Crude oil futures turned higher Thursday, rebounding from two days of declines, as worsening supply disruptions in Libya and plans to lower output in Iraq sparked fears of tighter global supplies.
More than half of Libya’s oil production is offline, and exports were halted at several ports because of a standoff between rival political factions, Reuters reported.
“While it’s not clear the amount of exports Libya will cut, some analysts say 500K-900K bbl/day could be impacted as internal disputes over control of their banking system remain a concern with traders,” Dennis Kissler of BOK Financial said, according to Dow Jones, adding that “technically WTI October crude remains in a bearish structure with near-term support at the 73.82 area.”
Offline production in Libya is at an imminent risk of reaching 1M bbl/day, Aline Carnizelo at Frontier Commodities told Reuters, adding a gradual recovery is unlikely before October and that even after blockades are lifted, traders must adapt to Libya being a wild card for the markets.

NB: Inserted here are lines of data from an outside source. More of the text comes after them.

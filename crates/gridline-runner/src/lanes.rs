//! Lane planning for parallel test execution.
//!
//! Tests that declare the same group are always placed in the same lane and
//! run sequentially there. Ungrouped tests are spread across lanes.

use gridline_core::config::SuiteCase;
use std::collections::HashMap;

/// One sequential execution lane.
#[derive(Debug, Clone, PartialEq, Eq)]
pub struct Lane {
    pub index: usize,
    pub cases: Vec<SuiteCase>,
}

/// Distribute `cases` over at most `workers` lanes.
///
/// Units (a whole group, or a single ungrouped case) are assigned in order of
/// first appearance to the currently least-loaded lane. Empty lanes are not
/// returned.
pub fn plan_lanes(cases: &[SuiteCase], workers: usize) -> Vec<Lane> {
    let mut units: Vec<Vec<SuiteCase>> = Vec::new();
    let mut group_unit: HashMap<&str, usize> = HashMap::new();

    for case in cases {
        match case.group.as_deref() {
            Some(group) => match group_unit.get(group) {
                Some(&unit) => units[unit].push(case.clone()),
                None => {
                    group_unit.insert(group, units.len());
                    units.push(vec![case.clone()]);
                }
            },
            None => units.push(vec![case.clone()]),
        }
    }

    let lane_count = workers.max(1).min(units.len());
    let mut lanes: Vec<Lane> = (0..lane_count)
        .map(|index| Lane {
            index,
            cases: Vec::new(),
        })
        .collect();

    for unit in units {
        if let Some(lane) = lanes.iter_mut().min_by_key(|l| (l.cases.len(), l.index)) {
            lane.cases.extend(unit);
        }
    }

    lanes.retain(|l| !l.cases.is_empty());
    lanes
}

#[cfg(test)]
mod tests {
    use super::*;

    fn case(id: &str, group: Option<&str>) -> SuiteCase {
        SuiteCase {
            id: id.to_string(),
            command: "true".to_string(),
            markers: vec!["core".to_string()],
            group: group.map(String::from),
            timeout_secs: None,
        }
    }

    fn lane_of(lanes: &[Lane], id: &str) -> usize {
        lanes
            .iter()
            .find(|l| l.cases.iter().any(|c| c.id == id))
            .map(|l| l.index)
            .unwrap()
    }

    #[test]
    fn test_grouped_cases_share_a_lane() {
        let cases = vec![
            case("a", Some("pg_conn")),
            case("b", None),
            case("c", Some("pg_conn")),
            case("d", None),
            case("e", Some("pg_conn")),
        ];
        let lanes = plan_lanes(&cases, 4);

        let lane = lane_of(&lanes, "a");
        assert_eq!(lane_of(&lanes, "c"), lane);
        assert_eq!(lane_of(&lanes, "e"), lane);
        let total: usize = lanes.iter().map(|l| l.cases.len()).sum();
        assert_eq!(total, 5);
    }

    #[test]
    fn test_group_order_preserved_within_lane() {
        let cases = vec![case("a", Some("g")), case("b", Some("g")), case("c", Some("g"))];
        let lanes = plan_lanes(&cases, 8);
        assert_eq!(lanes.len(), 1);
        let ids: Vec<&str> = lanes[0].cases.iter().map(|c| c.id.as_str()).collect();
        assert_eq!(ids, vec!["a", "b", "c"]);
    }

    #[test]
    fn test_ungrouped_cases_balance() {
        let cases: Vec<SuiteCase> = (0..6).map(|i| case(&format!("t{}", i), None)).collect();
        let lanes = plan_lanes(&cases, 3);
        assert_eq!(lanes.len(), 3);
        assert!(lanes.iter().all(|l| l.cases.len() == 2));
    }

    #[test]
    fn test_single_worker_runs_everything_in_one_lane() {
        let cases = vec![case("a", Some("g")), case("b", None)];
        let lanes = plan_lanes(&cases, 1);
        assert_eq!(lanes.len(), 1);
        assert_eq!(lanes[0].cases.len(), 2);
    }

    #[test]
    fn test_no_cases_no_lanes() {
        assert!(plan_lanes(&[], 4).is_empty());
    }
}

Reuters also reported Iraq plans to reduce oil output in September as part of a plan to compensate for producing over the quota agreed with OPEC+.

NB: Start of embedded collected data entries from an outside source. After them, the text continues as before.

//! Matrix resolution: Cartesian expansion, exclusion filtering and the
//! minimum-version overlay.

use crate::exclusion::ExclusionEngine;
use gridline_core::axis::{
    ArtifactTag, Assignment, AxisSet, BackendDescriptor, Combination, MatrixMode,
};
use gridline_core::config::MatrixConfig;
use gridline_core::{Error, Result};
use std::collections::BTreeMap;
use std::sync::Arc;
use tracing::debug;

/// Output of one resolution pass.
#[derive(Debug, Clone)]
pub struct ResolvedMatrix {
    pub mode: MatrixMode,
    /// Size of the Cartesian product before exclusions.
    pub candidates: usize,
    /// Candidates dropped by exclusion rules (or, in min-version mode, by
    /// backends without pins).
    pub excluded: usize,
    pub combinations: Vec<Arc<Combination>>,
}

impl ResolvedMatrix {
    pub fn is_empty(&self) -> bool {
        self.combinations.is_empty()
    }

    pub fn len(&self) -> usize {
        self.combinations.len()
    }
}

/// Expands axis sets into concrete combinations.
pub struct MatrixResolver {
    backends: BTreeMap<String, Arc<BackendDescriptor>>,
    backend_axis: String,
    platform_axis: String,
    runtime_axis: String,
}

impl MatrixResolver {
    pub fn new(config: &MatrixConfig) -> Self {
        Self {
            backends: config
                .backends
                .iter()
                .map(|b| (b.name.clone(), Arc::new(b.clone())))
                .collect(),
            backend_axis: config.backend_axis.clone(),
            platform_axis: config.platform_axis.clone(),
            runtime_axis: config.runtime_axis.clone(),
        }
    }

    /// Resolve the primary matrix.
    ///
    /// Combinations follow axis-declaration order, then value-declaration
    /// order, with the first axis most significant. An empty result is not an
    /// error here; callers decide what to do with it.
    pub fn resolve(&self, axes: &AxisSet, exclusions: &ExclusionEngine) -> Result<ResolvedMatrix> {
        self.expand(axes, exclusions, MatrixMode::Primary)
    }

    /// Resolve the minimum-version matrix over a reduced axis set.
    ///
    /// Only backends declaring minimum-version pins participate. Each
    /// combination carries its backend's pins as overrides, which the
    /// dependency resolver locks before resolving anything else.
    pub fn resolve_min_version(
        &self,
        axes: &AxisSet,
        exclusions: &ExclusionEngine,
    ) -> Result<ResolvedMatrix> {
        self.expand(axes, exclusions, MatrixMode::MinVersion)
    }

    fn expand(
        &self,
        axes: &AxisSet,
        exclusions: &ExclusionEngine,
        mode: MatrixMode,
    ) -> Result<ResolvedMatrix> {
        let position = |name: &str| {
            axes.position(name).ok_or_else(|| {
                Error::Configuration(format!("Axis '{}' is not declared", name))
            })
        };
        let backend_pos = position(&self.backend_axis)?;
        let platform_pos = position(&self.platform_axis)?;
        let runtime_pos = position(&self.runtime_axis)?;

        let mut combinations = Vec::new();
        let mut candidates = 0;
        let mut excluded = 0;

        for indices in cartesian(axes) {
            candidates += 1;

            if let Some(rule) = exclusions.matching_rule(&indices) {
                debug!(?indices, rule, "Combination excluded");
                excluded += 1;
                continue;
            }

            let value = |pos: usize| axes.axes()[pos].values[indices[pos]].clone();
            let backend_name = value(backend_pos);
            let backend = self.backends.get(&backend_name).cloned().ok_or_else(|| {
                Error::UnknownBackend(backend_name.clone())
            })?;

            let overrides = match mode {
                MatrixMode::Primary => Vec::new(),
                MatrixMode::MinVersion => {
                    if backend.min_versions.is_empty() {
                        excluded += 1;
                        continue;
                    }
                    backend.min_versions.clone()
                }
            };

            let assignments = axes
                .axes()
                .iter()
                .zip(&indices)
                .map(|(axis, &i)| Assignment {
                    axis: axis.name.clone(),
                    value: axis.values[i].clone(),
                })
                .collect();

            let tag = ArtifactTag {
                backend: backend_name,
                platform: value(platform_pos),
                runtime: value(runtime_pos),
            };

            combinations.push(Arc::new(Combination::new(
                combinations.len(),
                mode,
                assignments,
                indices,
                backend,
                tag,
                overrides,
            )));
        }

        debug!(
            ?mode,
            candidates,
            excluded,
            resolved = combinations.len(),
            "Matrix resolved"
        );

        Ok(ResolvedMatrix {
            mode,
            candidates,
            excluded,
            combinations,
        })
    }
}

/// Every value-index tuple of `axes`, first axis most significant.
fn cartesian(axes: &AxisSet) -> Vec<Vec<usize>> {
    let mut result: Vec<Vec<usize>> = vec![Vec::new()];

    for axis in axes.axes() {
        let mut next = Vec::with_capacity(result.len() * axis.values.len());
        for prefix in result {
            for i in 0..axis.values.len() {
                let mut combo = prefix.clone();
                combo.push(i);
                next.push(combo);
            }
        }
        result = next;
    }

    result
}

/// Both resolution passes for one configuration.
#[derive(Debug, Clone)]
pub struct MatrixPlan {
    pub primary: ResolvedMatrix,
    pub min_version: Option<ResolvedMatrix>,
}

impl MatrixPlan {
    /// Resolve the primary and (if configured) min-version matrices.
    ///
    /// Fails with [`Error::EmptyMatrix`] when no primary combination
    /// survives, whatever the min-version pass would add.
    pub fn from_config(config: &MatrixConfig) -> Result<Self> {
        let resolver = MatrixResolver::new(config);
        let axes = config.axis_set()?;
        let exclusions = ExclusionEngine::compile(&axes, &config.exclude)?;
        let primary = resolver.resolve(&axes, &exclusions)?;
        if primary.is_empty() {
            return Err(Error::EmptyMatrix);
        }

        let min_version = match &config.min_version {
            Some(min) => {
                let reduced = axes.restrict(&min.axes)?;
                let exclusions = ExclusionEngine::compile(&reduced, &min.exclude)?;
                Some(resolver.resolve_min_version(&reduced, &exclusions)?)
            }
            None => None,
        };

        Ok(Self {
            primary,
            min_version,
        })
    }

    /// Primary combinations, then min-version combinations.
    pub fn combinations(&self) -> impl Iterator<Item = &Arc<Combination>> {
        self.primary
            .combinations
            .iter()
            .chain(self.min_version.iter().flat_map(|m| m.combinations.iter()))
    }

    pub fn len(&self) -> usize {
        self.primary.len() + self.min_version.as_ref().map_or(0, |m| m.len())
    }

    pub fn is_empty(&self) -> bool {
        self.len() == 0
    }

    pub fn candidates(&self) -> usize {
        self.primary.candidates + self.min_version.as_ref().map_or(0, |m| m.candidates)
    }
}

Iraq, which produced 4.25M bbl/day in July, reportedly will cut output to the 3.8M-3.9M bbl/day range next month; its agreed quota is 4M bbl/day.
Additionally, U.S. Q2 GDP was revised upward to 3% from 2.8% previously, which Mizuho’s Robert Yawger said “sparked the bull run across multiple asset groups today,” and crude oil “appears to be on the ‘high tide raises all boats’ bandwagon.”
Yawger also noted the continued risk that Israel’s conflict with Hezbollah or Iran will escalate.
Front-month Nymex crude (CL1:COM) for October delivery closed +1.8% to $75.91/bbl, and front-month October Brent (CO1:COM) settled +1.6% to $79.94/bbl, with both benchmarks breaking a two-day skid.
Also, front-month October Nymex natural gas (NG1:COM) ended +1.9% to $2.137/MMBtu, after the Energy Information Administration reported a 35B cf increase in underground storage for last week, slightly below expectations.
ETFs: (NYSEARCA:USO), (BNO), (UCO), (SCO), (USL), (DBO), (DRIP), (GUSH), (USOI), (UNG), (BOIL), (KOLD), (UNL), (FCG)
A prolonged shutdown in Libya would allow OPEC+ more breathing room to increase supply in Q4 as planned, but a short-lived disruption would make the group’s decision a lot more difficult, ING strategists said.
OPEC+ would be reluctant to bring additional supply to the market if demand issues still linger, ING said.